Brand Valuation Methodology
For our rankings, Brand Finance uses the simplest method possible to help readers understand, gain trust in, and actively use brand valuations.
Brand Finance calculates the values of brands in its rankings using the Royalty Relief approach – a brand valuation method compliant with the industry standards set in ISO 10668.
Our Brand Strength Index assessment, a balanced scorecard of brand-related measures, is also compliant with international standards (ISO 20671) and operates as a predictive tool of future brand value changes and a control panel to help business improving marketing.
We do this in the following four steps:
1. Brand Impact
We review what brands already pay in royalty agreements.
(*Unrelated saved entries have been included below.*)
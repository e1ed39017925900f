use super::Error;

/// Error when a single-row query returns no rows.
#[derive(Debug)]
pub(super) struct RecordNotFoundError {
    context: Option<Box<str>>,
}

impl std::error::Error for RecordNotFoundError {}

impl core::fmt::Display for RecordNotFoundError {
    fn fmt(&self, f: &mut core::fmt::Formatter) -> core::fmt::Result {
        f.write_str("record not found")?;
        if let Some(ref ctx) = self.context {
            write!(f, ": {}", ctx)?;
        }
        Ok(())
    }
}

impl Error {
    /// Creates a record not found error.
    ///
    /// Backends return this from `query_row` when the query produced no rows.
    pub fn record_not_found(context: impl Into<String>) -> Error {
        Error::from(super::ErrorKind::RecordNotFound(RecordNotFoundError {
            context: Some(context.into().into()),
        }))
    }

    /// Returns `true` if this error, or any error it wraps, is a record not found error.
    pub fn is_record_not_found(&self) -> bool {
        self.any_kind(|kind| matches!(kind, super::ErrorKind::RecordNotFound(_)))
    }
}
This is augmented by an analysis of how brands impact profitability in the sector versus generic brands.
This results in a range of possible royalties that could be charged in the sector for brands (for example a range of 0% to 2% of revenue).
2. Brand Strength
We adjust the rate higher or lower for brands by analysing Brand Strength. We analyse brand strength by looking at three core pillars: “Investment” which are activities supporting the future strength of the brand; “Equity” which are real perceptions sourced from our original market research and other data partners; “Performance” which are brand-related measures of business results, such as market share.
Each brand is assigned a Brand Strength Index (BSI) score out of 100, which feeds into the brand value calculation. Based on the score, each brand is assigned a corresponding Brand Rating up to AAA+, in a format similar to a credit rating.
3. Brand Impact x Brand Strength
The BSI score is applied to the royalty range to arrive at a royalty rate. For example, if the royalty range in a sector is 0-5% and a brand has a BSI score of 80 out of 100, then an appropriate royalty rate for the use of this brand in the given sector will be 4%.
4. Brand Value Calculation
We determine brand-specific revenues as a proportion of parent company revenues attributable to the brand in question and forecast those revenues by analysing historic revenues, equity analyst forecasts, and economic growth rates.
We then apply the royalty rate to the forecast revenues to derive brand revenues and apply the relevant valuation assumptions to arrive at a discounted, post-tax present value which equals the brand value.
Brand Finance has produced this study with an independent and unbiased analysis. The values derived and opinions presented in this study are based on publicly available information and certain assumptions that Brand Finance used where such data was deficient or unclear. Brand Finance accepts no responsibility and will not be liable in the event that the publicly available information relied upon is subsequently found to be inaccurate. The opinions and financial analysis expressed in the study are not to be construed as providing investment or business advice. Brand Finance does not intend the study to be relied upon for any reason and excludes all liability to any body, government, or organisation.
The data presented in this study form part of Brand Finance's proprietary database, are provided for the benefit of the media, and are not to be used in part or in full for any commercial or technical purpose without written permission from Brand Finance.